The structure of the mRNA for apolipoprotein II (apo-II), a major avian estrogen-responsive yolk protein, has been investigated. Primer extension using a cDNA probe-primer revealed six forms of mature apo-II mRNA. S1 and primer extension analysis with intron probes showed that only three of these forms arise due to multiple sites of transcription initiation on the apo-II gene. To investigate the basis for the additional forms of apo-II mRNA, we examined their nucleotide sequence. The sequence obtained between -10 and -42, relative to translation initiation, is identical to that reported by Wieringa et al. (Wieringa, B., AB, G., and Gruber, M. (1981) Nucleic Acids Res. 9, 469-499). At position -43, however, sequence heterogeneity appears. The minor form of the sequence starting at -43 and extending in a 5' direction corresponds exactly to the published mRNA sequence.
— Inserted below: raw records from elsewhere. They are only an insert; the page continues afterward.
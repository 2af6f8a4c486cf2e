//! Investigation use case.
//!
//! Orchestrates the session store, breadcrumb builder, location codec,
//! host location and filter projection into the public operation set the
//! dashboard UI calls. The store applies every state transition
//! atomically; this layer adds the navigation side effects around those
//! transitions.
//!
//! `start` and `drill_down` push a new host location so the back button
//! returns to the prior context; breadcrumb navigation and completion
//! replace the location instead, keeping the back-history from growing.

use chrono::Utc;
use finlens_core::error::{FinLensError, Result};
use finlens_core::filters::{project_global_filters, GlobalFilterProvider};
use finlens_core::investigation::{
    Bookmark, BreadcrumbBuilder, DrillDownOption, InvestigationContext, InvestigationKind,
    InvestigationMetadata, InvestigationScope, PanelPosition, ScopeFilter, ShareOptions,
    StartConfig, TriggerSource, UpdatePatch,
};
use finlens_core::location::{HostLocation, LocationCodec, PartialInvestigation};
use finlens_core::store::SessionStore;
use std::sync::Arc;
use tracing::{debug, info};

/// Location the host is sent back to when an investigation completes.
const DASHBOARD_LOCATION: &str = "/";

/// Use case exposing the investigation operations to the UI layer.
pub struct InvestigationUseCase {
    /// Authoritative session state.
    store: Arc<SessionStore>,
    /// Codec for the shareable location string.
    codec: LocationCodec,
    /// Host page location port.
    host: Arc<dyn HostLocation>,
    /// Ambient dashboard filters, projected into new scopes.
    global_filters: Arc<dyn GlobalFilterProvider>,
}

impl InvestigationUseCase {
    /// Creates a use case over the given store and ports.
    pub fn new(
        store: Arc<SessionStore>,
        host: Arc<dyn HostLocation>,
        global_filters: Arc<dyn GlobalFilterProvider>,
    ) -> Self {
        let codec = LocationCodec::new(store.config().route_prefix.clone());
        Self {
            store,
            codec,
            host,
            global_filters,
        }
    }

    /// The underlying session store.
    pub fn store(&self) -> &Arc<SessionStore> {
        &self.store
    }

    /// The location codec, shared with the navigation synchronizer.
    pub fn codec(&self) -> &LocationCodec {
        &self.codec
    }

    /// Starts an investigation from a partial config.
    ///
    /// Missing fields are defaulted (`kind` to monthly, `scope` to empty,
    /// `id` generated), ambient global filters are projected into the new
    /// scope when the caller supplied none, breadcrumbs are computed, a
    /// new location is pushed, and the context is committed as current.
    ///
    /// # Errors
    ///
    /// `InvalidConfig` when `kind` is not in the closed set.
    pub async fn start(&self, config: StartConfig) -> Result<InvestigationContext> {
        let kind = match config.kind.as_deref() {
            Some(raw) => raw.parse::<InvestigationKind>()?,
            None => InvestigationKind::default(),
        };

        let mut scope = config.scope.clone().unwrap_or_default();
        if config.scope.is_none() {
            self.project_ambient_filters(&mut scope).await;
        }

        let context = self
            .build_context(ContextSeed {
                id: config.id,
                kind,
                scope,
                title: config.title,
                description: config.description,
                source: config.source.unwrap_or_default(),
                tags: config.tags,
            })
            .await;

        self.host.push(self.codec.encode(&context)).await;
        self.store.commit_started(context.clone()).await;
        info!(id = %context.id, kind = %kind, "investigation started");
        Ok(context)
    }

    /// Drills into a narrower child investigation of the current one.
    ///
    /// The child is stamped with the parent id and `depth_level + 1`, the
    /// child id is recorded on the parent, and the child's trail is the
    /// parent's trail extended by one item.
    ///
    /// # Errors
    ///
    /// `NoActiveInvestigation` when nothing is active.
    pub async fn drill_down(&self, option: DrillDownOption) -> Result<InvestigationContext> {
        let parent = self
            .store
            .current()
            .await
            .ok_or(FinLensError::no_active("drill_down"))?;

        let mut scope = option.scope;
        if scope.is_empty() {
            self.project_ambient_filters(&mut scope).await;
        }

        let title = InvestigationContext::derive_title(option.kind, &scope);
        let mut child = InvestigationContext {
            id: InvestigationContext::generate_id(),
            kind: option.kind,
            scope,
            title,
            description: None,
            started_at: Utc::now(),
            last_updated: None,
            breadcrumbs: Vec::new(),
            metadata: InvestigationMetadata {
                source: option.source,
                depth_level: parent.metadata.depth_level + 1,
                parent_investigation_id: Some(parent.id.clone()),
                child_investigation_ids: Vec::new(),
            },
            tags: Vec::new(),
        };
        child.breadcrumbs = BreadcrumbBuilder::extend(&parent.breadcrumbs, &child);

        self.host.push(self.codec.encode(&child)).await;
        self.store.commit_drill_down(child.clone()).await;
        info!(id = %child.id, parent = %parent.id, "drilled down");
        Ok(child)
    }

    /// Shallow-merges a patch into the current investigation. No-op when
    /// nothing is active.
    pub async fn update(&self, patch: UpdatePatch) {
        self.store.apply_update(&patch).await;
    }

    /// Ends the active investigation, closes the panel and replaces the
    /// host location with the dashboard root. The record stays in history
    /// for breadcrumb navigation.
    pub async fn complete(&self) {
        self.store.complete().await;
        self.host.replace(DASHBOARD_LOCATION.to_string()).await;
    }

    /// Adds (or replaces, by id) a scope filter on the current
    /// investigation.
    pub async fn add_filter(&self, filter: ScopeFilter) -> Result<()> {
        self.store.add_filter(filter).await
    }

    /// Removes a scope filter by id; removing a nonexistent id is a no-op.
    pub async fn remove_filter(&self, filter_id: &str) -> Result<()> {
        self.store.remove_filter(filter_id).await
    }

    /// Makes a context already in history current and replaces the host
    /// location. Navigating to an evicted id is a silent no-op returning
    /// `None`.
    pub async fn navigate_to_breadcrumb(&self, id: &str) -> Option<InvestigationContext> {
        let context = self.store.activate_existing(id).await?;
        self.host.replace(self.codec.encode(&context)).await;
        Some(context)
    }

    /// Snapshots the current investigation into a bookmark.
    ///
    /// # Errors
    ///
    /// `NoActiveInvestigation` when nothing is active.
    pub async fn bookmark(
        &self,
        notes: Option<String>,
        custom_title: Option<String>,
    ) -> Result<Bookmark> {
        self.store.add_bookmark(notes, custom_title).await
    }

    /// Produces a shareable location string for the current investigation
    /// without mutating state.
    ///
    /// # Errors
    ///
    /// `NoActiveInvestigation` when nothing is active.
    pub async fn share(&self, options: ShareOptions) -> Result<String> {
        let current = self
            .store
            .current()
            .await
            .ok_or(FinLensError::no_active("share"))?;
        let location = self.codec.encode(&current);
        Ok(match options.base_url {
            Some(base) => format!("{}{}", base.trim_end_matches('/'), location),
            None => location,
        })
    }

    /// Stores the panel width, clamped into the configured range.
    pub async fn set_panel_width(&self, width: f64) {
        self.store.set_panel_width(width).await;
    }

    /// Moves the panel to the given docking side.
    pub async fn set_panel_position(&self, position: PanelPosition) {
        self.store.set_panel_position(position).await;
    }

    /// Flips the panel open or closed.
    pub async fn toggle_panel(&self) {
        let is_open = self.store.snapshot().await.panel.is_open;
        self.store.set_panel_open(!is_open).await;
    }

    /// Empties history, recents and the result cache.
    pub async fn clear_history(&self) {
        self.store.clear_history().await;
    }

    /// Empties the result cache.
    pub async fn clear_result_cache(&self) {
        self.store.clear_result_cache().await;
    }

    // ------------------------------------------------------------------
    // Host-initiated entry points (navigation synchronizer)
    // ------------------------------------------------------------------

    /// Activates a history entry in response to host traversal, without
    /// touching the host location again.
    pub(crate) async fn activate_from_host(&self, id: &str) -> Option<InvestigationContext> {
        self.store.activate_existing(id).await
    }

    /// Restores a context decoded from the host location, without pushing
    /// (re-pushing would loop the synchronizer back on itself).
    pub(crate) async fn restore_from_host(
        &self,
        partial: PartialInvestigation,
    ) -> InvestigationContext {
        debug!(id = %partial.id, "restoring investigation from location");
        let context = self
            .build_context(ContextSeed {
                id: Some(partial.id),
                kind: partial.kind,
                scope: partial.scope,
                title: None,
                description: None,
                source: TriggerSource::SharedLink,
                tags: Vec::new(),
            })
            .await;
        self.store.commit_started(context.clone()).await;
        context
    }

    /// Ends the session in response to the host leaving the investigation
    /// route, without replacing the location the user navigated to.
    pub(crate) async fn complete_from_host(&self) {
        debug!("host left investigation route, completing");
        self.store.complete().await;
    }

    // ------------------------------------------------------------------
    // Internals
    // ------------------------------------------------------------------

    async fn project_ambient_filters(&self, scope: &mut InvestigationScope) {
        let ambient = self.global_filters.snapshot().await;
        for filter in project_global_filters(&ambient) {
            scope.filters.insert(filter.id.clone(), filter);
        }
    }

    async fn build_context(&self, seed: ContextSeed) -> InvestigationContext {
        let title = seed
            .title
            .unwrap_or_else(|| InvestigationContext::derive_title(seed.kind, &seed.scope));
        let mut context = InvestigationContext {
            id: seed.id.unwrap_or_else(InvestigationContext::generate_id),
            kind: seed.kind,
            scope: seed.scope,
            title,
            description: seed.description,
            started_at: Utc::now(),
            last_updated: None,
            breadcrumbs: Vec::new(),
            metadata: InvestigationMetadata {
                source: seed.source,
                depth_level: 0,
                parent_investigation_id: None,
                child_investigation_ids: Vec::new(),
            },
            tags: seed.tags,
        };
        let snapshot = self.store.snapshot().await;
        context.breadcrumbs = BreadcrumbBuilder::build(&context, |pid| snapshot.get(pid));
        context
    }
}

/// Normalized inputs for a root context.
struct ContextSeed {
    id: Option<String>,
    kind: InvestigationKind,
    scope: InvestigationScope,
    title: Option<String>,
    description: Option<String>,
    source: TriggerSource,
    tags: Vec<String>,
}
The major form of the sequence has the insertion, 5'-CAG-3', at this position. The apparent basis for this heterogeneity is an unusual intron-exon border which violates the consensus sequence found in comparable positions in most eukaryotic genes by the existence of two adjacent 5'-CAG-3' triplets after the pyrimidine (Y)-rich track. The processing ratio between intron removal at the upstream and downstream AG dinucleotide is approximately 2.5:1. This result demonstrates that the splicing mechanism allows spatial flexibility in the positioning of the highly conserved YAG triplet within the consensus sequence at the 3' splice site.